After we have seen it, she dumps the water back into the creek and scans us with eyes like my aunt’s, only colder, prouder. “The same water is different from different angles. Looking at the creek now, we cannot see the different levels we saw with the magnifying scope. But they are still there—there and not there. There because we know they are; not there because we cannot see they are. They are at different levels of existence. Different places at the same place.” She pauses, looks us over. When I feel her eyes settle on me, I try to act alert, like I’m hearing this for the first time instead of the thousandth. She continues, “It is mental awareness that separates the creatures of the creek. But what is it that separates the creatures of the planes?”

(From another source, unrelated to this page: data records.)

//! Headline collection across categories and locales.
//!
//! [`NewsCollector::collect`] picks a category, builds a keyword query, runs
//! one feed search per locale and merges the results. Two shapes are
//! available:
//!
//! - [`CollectForm::Bundle`]: one main article plus up to three related
//!   ones, deduplicated by link. The query is a random sample of at most
//!   three keywords.
//! - [`CollectForm::Titles`]: a flat list of [`HeadlineItem`]s,
//!   deduplicated by title text. The query is the first five keywords.
//!
//! When every search comes back empty the collector retries once with the
//! table's fallback category and then reports [`CollectOutcome::NoArticles`].

use chrono::Local;
use itertools::Itertools;
use rand::Rng;
use rand::distr::Distribution;
use rand::distr::weighted::WeightedIndex;
use rand::seq::IndexedRandom;
use tracing::{debug, info, instrument, warn};

use super::{NewsError, NewsFeed};
use crate::config::{Category, CategoryTable, Locale};
use crate::models::{FeedEntry, HeadlineItem, NewsBundle};

const BUNDLE_QUERY_KEYWORDS: usize = 3;
const TITLES_QUERY_KEYWORDS: usize = 5;
const RELATED_ARTICLES: usize = 3;

/// Which shape [`NewsCollector::collect`] returns.
#[derive(Debug, Clone, Copy, PartialEq, Eq)]
pub enum CollectForm {
    Bundle,
    Titles,
}

/// Result of a collection request.
#[derive(Debug, Clone)]
pub enum CollectOutcome {
    Bundle(NewsBundle),
    Titles {
        category: String,
        category_name: String,
        titles: Vec<HeadlineItem>,
    },
    /// Nothing found, even after the fallback category.
    NoArticles { category: String, error: String },
}

/// Collects headlines from a [`NewsFeed`].
pub struct NewsCollector<F> {
    feed: F,
    categories: CategoryTable,
    locales: Vec<Locale>,
}

impl<F: NewsFeed> NewsCollector<F> {
    pub fn new(feed: F, categories: CategoryTable, locales: Vec<Locale>) -> Self {
        Self {
            feed,
            categories,
            locales,
        }
    }

    pub fn categories(&self) -> &CategoryTable {
        &self.categories
    }

    /// Draw one category with probability proportional to its weight.
    ///
    /// Negative weights count as zero. Fails when no weight is positive.
    pub fn select_category<R: Rng + ?Sized>(&self, rng: &mut R) -> Result<&Category, NewsError> {
        let weights = self.categories.categories.iter().map(|c| c.weight.max(0.0));
        let index = WeightedIndex::new(weights)
            .map_err(|e| NewsError::InvalidConfig(format!("category weights: {e}")))?;
        let category = &self.categories.categories[index.sample(rng)];
        debug!(category = %category.id, "Selected category");
        Ok(category)
    }

    /// Collect headlines for `category` (or a weighted-random one).
    ///
    /// `locales` defaults to the collector's configured locales.
    #[instrument(level = "info", skip(self, locales, rng))]
    pub async fn collect<R: Rng + ?Sized>(
        &self,
        category: Option<&str>,
        locales: Option<&[Locale]>,
        form: CollectForm,
        rng: &mut R,
    ) -> Result<CollectOutcome, NewsError> {
        let mut category = match category {
            Some(id) => self
                .categories
                .get(id)
                .ok_or_else(|| NewsError::UnknownCategory(id.to_string()))?,
            None => self.select_category(rng)?,
        };
        let locales = locales.unwrap_or(&self.locales);

        let mut entries = self.fetch_all(category, locales, form, rng).await?;
        if entries.is_empty() && category.id != self.categories.fallback {
            let fallback = self
                .categories
                .get(&self.categories.fallback)
                .ok_or_else(|| NewsError::UnknownCategory(self.categories.fallback.clone()))?;
            warn!(
                category = %category.id,
                fallback = %fallback.id,
                "No articles found; retrying with fallback category"
            );
            category = fallback;
            entries = self.fetch_all(category, locales, form, rng).await?;
        }

        if entries.is_empty() {
            warn!(category = %category.id, "No articles found");
            return Ok(CollectOutcome::NoArticles {
                category: category.id.clone(),
                error: "No articles found".to_string(),
            });
        }

        info!(category = %category.id, count = entries.len(), "Collected articles");
        Ok(shape(category, entries, form))
    }

    async fn fetch_all<R: Rng + ?Sized>(
        &self,
        category: &Category,
        locales: &[Locale],
        form: CollectForm,
        rng: &mut R,
    ) -> Result<Vec<FeedEntry>, NewsError> {
        let query = build_query(category, form, rng);
        let mut merged = Vec::new();
        for locale in locales {
            merged.extend(self.feed.search(&query, locale).await?);
        }
        let merged: Vec<FeedEntry> = match form {
            CollectForm::Bundle => merged.into_iter().unique_by(|e| e.link.clone()).collect(),
            CollectForm::Titles => merged.into_iter().unique_by(|e| e.title.clone()).collect(),
        };
        debug!(%query, count = merged.len(), "Merged feed results");
        Ok(merged)
    }
}

/// Join category keywords with ` OR `.
pub fn build_query<R: Rng + ?Sized>(category: &Category, form: CollectForm, rng: &mut R) -> String {
    match form {
        CollectForm::Bundle => category
            .keywords
            .choose_multiple(rng, BUNDLE_QUERY_KEYWORDS)
            .map(String::as_str)
            .join(" OR "),
        CollectForm::Titles => category
            .keywords
            .iter()
            .take(TITLES_QUERY_KEYWORDS)
            .map(String::as_str)
            .join(" OR "),
    }
}

fn shape(category: &Category, mut entries: Vec<FeedEntry>, form: CollectForm) -> CollectOutcome {
    match form {
        CollectForm::Bundle => {
            let main_article = entries.remove(0);
            entries.truncate(RELATED_ARTICLES);
            CollectOutcome::Bundle(NewsBundle {
                category: category.id.clone(),
                category_name: category.name.clone(),
                main_article,
                related_articles: entries,
                collected_at: Local::now().to_rfc3339(),
            })
        }
        CollectForm::Titles => CollectOutcome::Titles {
            category: category.id.clone(),
            category_name: category.name.clone(),
            titles: entries.iter().map(HeadlineItem::from).collect(),
        },
    }
}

“Awareness of the Great Alula,” we chime.
“Yes,” she says. “To understand the parallel planes, think of the levels of the creek.”
I feel keenly the sleep I’ve missed by the time we start the recitation of the Holy Tablets. Today my teacher chooses the chapter called “Birth of the Planes.” As she points to the Alula next to me and my classmate begins the recitation, I battle my drowsiness and nervously go over the words in my mind.
My classmate’s voice comes through an anxious mist. “The Great Alula reached out to our planet and spun it with the tip of Her gentle wing. And She said, ‘This planet I divide into different planes of existence.’ ”
The teacher points to another Alula, then another, and so on:
“ ‘And I fill these planes with creatures parallel, but separated from one another by their different distances from Me.’ ”
“ ‘On the first plane I place the farthest away: those who neither know Me nor ever speak My name.’ ”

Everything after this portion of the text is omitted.